TL;DR: Most UK plumbers run a domestic-led business: residential leaks, boiler swaps, bathroom refurbs. The work is reliable but transactional. A customer calls when something breaks; you fix it; six months pass before they call again. Commercial plumbing operates on a different rhythm. Property managers, facilities teams, lettings agents, and small-portfolio commercial landlords run ongoing relationships with one or two contractors who handle their planned and reactive work. A single property-management contract is worth £8,000–£24,000 of recurring revenue across a year. Three contracts changes what your business is. Building this revenue line takes deliberate sales motion, but the work itself is the work you already do.

If you're a self-employed UK plumber, your domestic phone rings predictably enough but the income from it is lumpy. Some months are bathroom-refurb months at £4,000 a job. Some months are five emergency callouts at £180 each. Commercial work changes that profile: predictable, scheduled, repeat. The catch is that commercial buyers don't find you the way homeowners do. You have to actively go after them.

This is the practical case for treating commercial plumbing as a deliberate business-development project, not a thing that "happens" if you're lucky. Not because the work is technically harder; it usually isn't. Because the buying process is different.

The three reasons commercial plumbing relationships compound:

  1. Property managers and facilities teams want predictability. They'll pay slightly more for a reliable plumber who turns up when scheduled than save 10% on a cheaper one who's flaky.
  2. One contract leads to the next. Property managers move firms. Lettings agents share contractors with sister offices. The first contract you win opens three more conversations.
  3. The work is recurring by design. Every commercial property has reactive callouts, planned maintenance, statutory checks (water hygiene, boiler servicing, Legionella risk assessments), and refurbishment cycles. All of those repeat.

Who's actually buying commercial plumbing

The commercial plumbing market isn't homogeneous. Different buyer types have different procurement patterns and different ways to win them.
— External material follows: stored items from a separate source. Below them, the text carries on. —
//! Utility functions for time series analysis
//!
//! This module provides common utilities used across different algorithms.

pub mod linalg;
pub mod metrics;

pub use metrics::*;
Lettings and estate agents managing residential rental portfolios. Typically need a plumber who can do quick same-day or next-day callouts at multiple properties, write a clean invoice the agent can pass to the landlord, and handle the report-the-issue-to-the-landlord conversation. Volume buyer; price-sensitive but loyal once you're in. Best route: direct office visits, sample EICR-style reports, clear callout-rate pricing.

Property management companies managing leasehold blocks of flats. Need a plumber for communal-system work: risers, communal hot water, communal cold tanks, Legionella testing. Higher-trust buyer; work is technically more involved. Best route: property-management trade events, introductions through other contractors (electricians, lift engineers), specific Legionella ACoP L8 competence.

Facilities managers in offices, hotels, retail, healthcare. Need scheduled maintenance, planned preventative maintenance contracts, and rapid response to occupant-impacting failures. Larger contracts; more procurement-driven (RFP/tender process). Best route: LinkedIn outreach to local FM, professional-membership networks (BIFM/IWFM), gradual presence-building.

Local authority and NHS procurement. Procurement-heavy, framework contracts, formal qualifications required. Higher contract values, longer sales cycles. Best route: framework registration, often via partnerships with larger contractors initially.

Small commercial landlords (a single café owner with two units; a takeaway owner with three locations). Often in the gap between domestic and "real" commercial; they don't have FM but they have repeat plumbing needs. Best route: local networking, trade-association membership, word-of-mouth from one win to the next.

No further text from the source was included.